//! Dynamic default group sequences.

use beanval_core::{BeanRef, TypeName};
use std::collections::HashMap;
use std::fmt;
use std::sync::Arc;
use thiserror::Error;

/// A sequence provider could not compute the sequence.
#[derive(Debug, Clone, PartialEq, Eq, Error)]
#[error("{0}")]
pub struct SequenceProviderError(pub String);

/// Computes a bean's default group sequence from the bean instance.
///
/// The instance is absent when validating a value without a bean, for
/// example in `validate_value`.
pub trait DefaultGroupSequenceProvider: Send + Sync {
    fn validation_groups(
        &self,
        bean: Option<&BeanRef>,
    ) -> Result<Vec<TypeName>, SequenceProviderError>;
}

impl<F> DefaultGroupSequenceProvider for F
where
    F: Fn(Option<&BeanRef>) -> Vec<TypeName> + Send + Sync,
{
    fn validation_groups(
        &self,
        bean: Option<&BeanRef>,
    ) -> Result<Vec<TypeName>, SequenceProviderError> {
        Ok(self(bean))
    }
}

/// A registered provider together with the key it was registered under.
#[derive(Clone)]
pub struct SequenceProviderRef {
    key: String,
    provider: Arc<dyn DefaultGroupSequenceProvider>,
}

impl SequenceProviderRef {
    pub fn key(&self) -> &str {
        &self.key
    }

    pub fn validation_groups(
        &self,
        bean: Option<&BeanRef>,
    ) -> Result<Vec<TypeName>, SequenceProviderError> {
        self.provider.validation_groups(bean)
    }
}

impl fmt::Debug for SequenceProviderRef {
    fn fmt(&self, f: &mut fmt::Formatter<'_>) -> fmt::Result {
        write!(f, "SequenceProvider({})", self.key)
    }
}

/// Sequence providers by key. `GroupSequenceProvider` annotations and
/// mappings name a key registered here.
#[derive(Clone, Default)]
pub struct SequenceProviders {
    providers: HashMap<String, Arc<dyn DefaultGroupSequenceProvider>>,
}

impl SequenceProviders {
    pub fn new() -> Self {
        Self::default()
    }

    /// Register a provider, replacing any provider with the same key.
    pub fn register(
        &mut self,
        key: impl Into<String>,
        provider: impl DefaultGroupSequenceProvider + 'static,
    ) {
        self.providers.insert(key.into(), Arc::new(provider));
    }

    pub fn get(&self, key: &str) -> Option<SequenceProviderRef> {
        self.providers.get(key).map(|provider| SequenceProviderRef {
            key: key.to_string(),
            provider: Arc::clone(provider),
        })
    }

    pub fn len(&self) -> usize {
        self.providers.len()
    }

    pub fn is_empty(&self) -> bool {
        self.providers.is_empty()
    }
}

impl fmt::Debug for SequenceProviders {
    fn fmt(&self, f: &mut fmt::Formatter<'_>) -> fmt::Result {
        let mut keys: Vec<&String> = self.providers.keys().collect();
        keys.sort();
        f.debug_struct("SequenceProviders").field("keys", &keys).finish()
    }
}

Instructions to follow
Make a faithful copy of every record above.

Result of this exercise
//! Dynamic default group sequences.

use beanval_core::{BeanRef, TypeName};
use std::collections::HashMap;
use std::fmt;
use std::sync::Arc;
use thiserror::Error;

/// A sequence provider could not compute the sequence.
#[derive(Debug, Clone, PartialEq, Eq, Error)]
#[error("{0}")]
pub struct SequenceProviderError(pub String);

/// Computes a bean's default group sequence from the bean instance.
///
/// The instance is absent when validating a value without a bean, for
/// example in `validate_value`.
pub trait DefaultGroupSequenceProvider: Send + Sync {
    fn validation_groups(
        &self,
        bean: Option<&BeanRef>,
    ) -> Result<Vec<TypeName>, SequenceProviderError>;
}

impl<F> DefaultGroupSequenceProvider for F
where
    F: Fn(Option<&BeanRef>) -> Vec<TypeName> + Send + Sync,
{
    fn validation_groups(
        &self,
        bean: Option<&BeanRef>,
    ) -> Result<Vec<TypeName>, SequenceProviderError> {
        Ok(self(bean))
    }
}

/// A registered provider together with the key it was registered under.
#[derive(Clone)]
pub struct SequenceProviderRef {
    key: String,
    provider: Arc<dyn DefaultGroupSequenceProvider>,
}

impl SequenceProviderRef {
    pub fn key(&self) -> &str {
        &self.key
    }

    pub fn validation_groups(
        &self,
        bean: Option<&BeanRef>,
    ) -> Result<Vec<TypeName>, SequenceProviderError> {
        self.provider.validation_groups(bean)
    }
}

impl fmt::Debug for SequenceProviderRef {
    fn fmt(&self, f: &mut fmt::Formatter<'_>) -> fmt::Result {
        write!(f, "SequenceProvider({})", self.key)
    }
}

/// Sequence providers by key. `GroupSequenceProvider` annotations and
/// mappings name a key registered here.
#[derive(Clone, Default)]
pub struct SequenceProviders {
    providers: HashMap<String, Arc<dyn DefaultGroupSequenceProvider>>,
}

impl SequenceProviders {
    pub fn new() -> Self {
        Self::default()
    }

    /// Register a provider, replacing any provider with the same key.
    pub fn register(
        &mut self,
        key: impl Into<String>,
        provider: impl DefaultGroupSequenceProvider + 'static,
    ) {
        self.providers.insert(key.into(), Arc::new(provider));
    }

    pub fn get(&self, key: &str) -> Option<SequenceProviderRef> {
        self.providers.get(key).map(|provider| SequenceProviderRef {
            key: key.to_string(),
            provider: Arc::clone(provider),
        })
    }

    pub fn len(&self) -> usize {
        self.providers.len()
    }

    pub fn is_empty(&self) -> bool {
        self.providers.is_empty()
    }
}

impl fmt::Debug for SequenceProviders {
    fn fmt(&self, f: &mut fmt::Formatter<'_>) -> fmt::Result {
        let mut keys: Vec<&String> = self.providers.keys().collect();
        keys.sort();
        f.debug_struct("SequenceProviders").field("keys", &keys).finish()
    }
}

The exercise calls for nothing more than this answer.